Stored data entries:
__________________________________________________

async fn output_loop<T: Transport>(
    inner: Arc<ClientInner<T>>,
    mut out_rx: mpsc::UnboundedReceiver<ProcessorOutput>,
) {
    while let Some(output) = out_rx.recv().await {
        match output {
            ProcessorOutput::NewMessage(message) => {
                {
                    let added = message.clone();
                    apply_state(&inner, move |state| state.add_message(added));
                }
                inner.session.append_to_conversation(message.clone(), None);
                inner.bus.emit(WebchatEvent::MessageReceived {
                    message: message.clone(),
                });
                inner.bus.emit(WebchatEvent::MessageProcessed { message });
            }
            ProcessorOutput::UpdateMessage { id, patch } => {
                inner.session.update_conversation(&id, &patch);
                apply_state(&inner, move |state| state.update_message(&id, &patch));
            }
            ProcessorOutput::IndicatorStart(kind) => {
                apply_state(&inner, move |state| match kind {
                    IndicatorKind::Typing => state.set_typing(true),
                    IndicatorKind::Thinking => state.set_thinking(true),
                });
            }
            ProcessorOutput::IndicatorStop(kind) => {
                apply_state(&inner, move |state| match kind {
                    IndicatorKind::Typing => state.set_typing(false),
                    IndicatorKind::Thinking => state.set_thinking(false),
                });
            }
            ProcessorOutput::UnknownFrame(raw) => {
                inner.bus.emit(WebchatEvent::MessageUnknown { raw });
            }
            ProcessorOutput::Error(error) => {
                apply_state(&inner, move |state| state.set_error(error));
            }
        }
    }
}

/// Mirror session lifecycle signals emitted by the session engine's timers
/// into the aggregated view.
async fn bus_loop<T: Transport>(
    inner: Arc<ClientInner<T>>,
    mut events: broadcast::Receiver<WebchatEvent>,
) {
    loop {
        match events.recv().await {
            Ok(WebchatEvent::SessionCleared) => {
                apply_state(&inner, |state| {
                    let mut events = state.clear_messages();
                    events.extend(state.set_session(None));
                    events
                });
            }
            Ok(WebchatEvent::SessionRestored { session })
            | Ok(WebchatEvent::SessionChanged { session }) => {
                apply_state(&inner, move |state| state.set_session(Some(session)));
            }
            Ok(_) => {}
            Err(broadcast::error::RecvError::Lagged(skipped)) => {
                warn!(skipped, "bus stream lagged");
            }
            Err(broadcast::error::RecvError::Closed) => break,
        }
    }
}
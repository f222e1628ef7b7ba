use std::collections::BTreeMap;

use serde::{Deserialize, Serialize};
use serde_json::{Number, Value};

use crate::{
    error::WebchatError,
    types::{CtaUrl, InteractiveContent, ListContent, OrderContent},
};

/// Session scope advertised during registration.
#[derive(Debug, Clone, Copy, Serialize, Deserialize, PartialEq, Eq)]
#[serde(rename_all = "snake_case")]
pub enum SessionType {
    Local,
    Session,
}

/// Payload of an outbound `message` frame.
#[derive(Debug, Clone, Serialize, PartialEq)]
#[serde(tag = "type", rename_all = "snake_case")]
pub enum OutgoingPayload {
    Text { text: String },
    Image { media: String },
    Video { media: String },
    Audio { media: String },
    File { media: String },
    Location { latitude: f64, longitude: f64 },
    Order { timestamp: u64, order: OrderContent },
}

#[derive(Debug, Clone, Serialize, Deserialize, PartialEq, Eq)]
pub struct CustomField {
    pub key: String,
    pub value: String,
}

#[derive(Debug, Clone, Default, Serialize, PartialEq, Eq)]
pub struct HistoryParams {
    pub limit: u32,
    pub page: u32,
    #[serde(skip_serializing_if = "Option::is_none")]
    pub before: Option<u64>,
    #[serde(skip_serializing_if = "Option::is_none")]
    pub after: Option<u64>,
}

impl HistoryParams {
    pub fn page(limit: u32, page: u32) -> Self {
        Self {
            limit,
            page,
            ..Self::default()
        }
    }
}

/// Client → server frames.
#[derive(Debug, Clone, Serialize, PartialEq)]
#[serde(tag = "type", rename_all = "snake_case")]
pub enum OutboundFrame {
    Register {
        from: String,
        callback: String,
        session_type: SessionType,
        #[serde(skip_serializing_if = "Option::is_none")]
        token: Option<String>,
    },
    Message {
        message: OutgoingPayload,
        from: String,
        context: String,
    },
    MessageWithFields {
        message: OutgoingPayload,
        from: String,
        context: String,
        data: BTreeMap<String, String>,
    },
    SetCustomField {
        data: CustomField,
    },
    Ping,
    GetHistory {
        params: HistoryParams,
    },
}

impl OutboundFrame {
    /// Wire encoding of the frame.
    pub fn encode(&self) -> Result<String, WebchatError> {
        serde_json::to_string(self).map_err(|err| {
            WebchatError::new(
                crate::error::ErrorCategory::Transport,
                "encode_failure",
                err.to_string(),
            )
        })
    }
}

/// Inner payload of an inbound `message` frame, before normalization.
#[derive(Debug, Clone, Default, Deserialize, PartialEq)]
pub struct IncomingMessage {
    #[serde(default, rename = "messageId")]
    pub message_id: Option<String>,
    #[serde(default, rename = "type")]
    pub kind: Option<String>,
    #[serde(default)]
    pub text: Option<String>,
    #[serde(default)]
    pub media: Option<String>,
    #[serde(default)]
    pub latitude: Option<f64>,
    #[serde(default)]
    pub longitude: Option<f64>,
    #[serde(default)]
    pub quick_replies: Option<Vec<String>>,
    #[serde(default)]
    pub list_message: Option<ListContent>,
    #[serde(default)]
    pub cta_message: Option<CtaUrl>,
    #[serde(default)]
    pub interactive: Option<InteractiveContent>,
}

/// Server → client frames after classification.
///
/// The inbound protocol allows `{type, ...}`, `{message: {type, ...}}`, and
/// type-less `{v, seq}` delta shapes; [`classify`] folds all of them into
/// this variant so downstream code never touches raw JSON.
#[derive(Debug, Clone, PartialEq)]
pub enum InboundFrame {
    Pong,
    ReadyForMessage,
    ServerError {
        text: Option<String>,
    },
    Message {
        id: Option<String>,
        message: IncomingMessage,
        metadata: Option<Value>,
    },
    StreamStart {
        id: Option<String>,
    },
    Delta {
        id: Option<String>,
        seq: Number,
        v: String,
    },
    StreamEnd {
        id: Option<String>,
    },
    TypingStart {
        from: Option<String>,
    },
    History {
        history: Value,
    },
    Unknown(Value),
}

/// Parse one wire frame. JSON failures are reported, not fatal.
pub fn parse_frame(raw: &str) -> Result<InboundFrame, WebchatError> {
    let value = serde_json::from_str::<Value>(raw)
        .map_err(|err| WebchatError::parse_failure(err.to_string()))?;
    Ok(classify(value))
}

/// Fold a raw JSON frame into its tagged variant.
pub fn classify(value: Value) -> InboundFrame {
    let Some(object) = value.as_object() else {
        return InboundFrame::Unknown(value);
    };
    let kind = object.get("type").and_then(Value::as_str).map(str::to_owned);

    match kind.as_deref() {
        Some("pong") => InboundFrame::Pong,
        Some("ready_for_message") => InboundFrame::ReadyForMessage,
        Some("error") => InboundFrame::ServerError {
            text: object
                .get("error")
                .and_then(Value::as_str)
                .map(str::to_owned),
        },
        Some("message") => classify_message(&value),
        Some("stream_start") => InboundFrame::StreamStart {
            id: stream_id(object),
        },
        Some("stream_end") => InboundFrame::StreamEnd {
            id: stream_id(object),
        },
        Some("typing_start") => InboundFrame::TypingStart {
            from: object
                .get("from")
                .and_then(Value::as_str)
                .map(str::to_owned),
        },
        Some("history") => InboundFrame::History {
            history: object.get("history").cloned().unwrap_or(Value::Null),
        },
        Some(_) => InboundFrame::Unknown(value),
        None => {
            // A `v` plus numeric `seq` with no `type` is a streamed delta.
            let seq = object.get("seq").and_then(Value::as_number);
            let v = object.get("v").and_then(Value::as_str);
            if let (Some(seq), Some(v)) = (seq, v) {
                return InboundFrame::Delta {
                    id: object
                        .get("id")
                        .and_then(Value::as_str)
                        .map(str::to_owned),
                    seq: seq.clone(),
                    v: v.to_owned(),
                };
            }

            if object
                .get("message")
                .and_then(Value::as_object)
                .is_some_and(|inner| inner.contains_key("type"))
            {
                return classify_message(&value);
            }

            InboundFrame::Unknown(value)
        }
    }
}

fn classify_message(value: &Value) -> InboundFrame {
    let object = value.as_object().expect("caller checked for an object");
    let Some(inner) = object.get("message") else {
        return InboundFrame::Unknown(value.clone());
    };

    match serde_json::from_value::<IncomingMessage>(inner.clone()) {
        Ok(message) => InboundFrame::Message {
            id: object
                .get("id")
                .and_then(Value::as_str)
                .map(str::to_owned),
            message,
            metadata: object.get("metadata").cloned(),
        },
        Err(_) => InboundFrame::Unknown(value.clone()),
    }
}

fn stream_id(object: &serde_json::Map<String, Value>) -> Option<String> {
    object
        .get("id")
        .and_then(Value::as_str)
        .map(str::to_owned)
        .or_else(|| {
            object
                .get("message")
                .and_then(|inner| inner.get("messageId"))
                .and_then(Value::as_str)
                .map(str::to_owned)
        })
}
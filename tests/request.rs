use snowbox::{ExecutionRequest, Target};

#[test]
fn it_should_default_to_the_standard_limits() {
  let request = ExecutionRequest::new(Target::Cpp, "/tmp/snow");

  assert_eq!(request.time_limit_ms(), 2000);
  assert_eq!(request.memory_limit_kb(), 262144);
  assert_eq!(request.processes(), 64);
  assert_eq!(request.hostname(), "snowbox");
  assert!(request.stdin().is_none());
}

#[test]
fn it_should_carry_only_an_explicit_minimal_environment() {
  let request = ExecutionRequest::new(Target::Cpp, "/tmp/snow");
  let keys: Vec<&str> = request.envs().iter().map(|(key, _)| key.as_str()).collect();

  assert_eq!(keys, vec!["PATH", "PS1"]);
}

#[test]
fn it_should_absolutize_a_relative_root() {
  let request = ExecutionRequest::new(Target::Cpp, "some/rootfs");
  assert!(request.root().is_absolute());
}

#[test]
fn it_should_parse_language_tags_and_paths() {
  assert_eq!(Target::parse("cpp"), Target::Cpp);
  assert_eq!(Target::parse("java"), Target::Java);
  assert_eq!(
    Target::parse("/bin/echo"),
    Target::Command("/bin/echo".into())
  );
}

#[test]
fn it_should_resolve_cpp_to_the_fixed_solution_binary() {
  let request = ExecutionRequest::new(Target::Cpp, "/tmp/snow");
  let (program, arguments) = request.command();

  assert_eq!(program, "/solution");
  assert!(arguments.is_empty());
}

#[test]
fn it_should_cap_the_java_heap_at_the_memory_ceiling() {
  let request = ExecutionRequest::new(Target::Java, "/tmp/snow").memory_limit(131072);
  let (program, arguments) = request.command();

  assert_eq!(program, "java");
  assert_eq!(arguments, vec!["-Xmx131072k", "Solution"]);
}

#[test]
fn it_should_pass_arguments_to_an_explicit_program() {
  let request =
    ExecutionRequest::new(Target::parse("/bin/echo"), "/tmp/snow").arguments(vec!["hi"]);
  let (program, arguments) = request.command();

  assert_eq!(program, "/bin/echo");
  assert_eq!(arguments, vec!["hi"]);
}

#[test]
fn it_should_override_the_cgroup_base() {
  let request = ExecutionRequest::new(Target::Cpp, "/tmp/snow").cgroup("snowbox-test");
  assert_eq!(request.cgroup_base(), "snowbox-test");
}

__________________________________________________

◆ WORK TO BE COMPLETED ◆
If a line in the data above holds the string "ProcessorOutput", report that line.

◆ EXERCISE RESPONSE ◆
    mut out_rx: mpsc::UnboundedReceiver<ProcessorOutput>,
            ProcessorOutput::NewMessage(message) => {
            ProcessorOutput::UpdateMessage { id, patch } => {
            ProcessorOutput::IndicatorStart(kind) => {
            ProcessorOutput::IndicatorStop(kind) => {
            ProcessorOutput::UnknownFrame(raw) => {
            ProcessorOutput::Error(error) => {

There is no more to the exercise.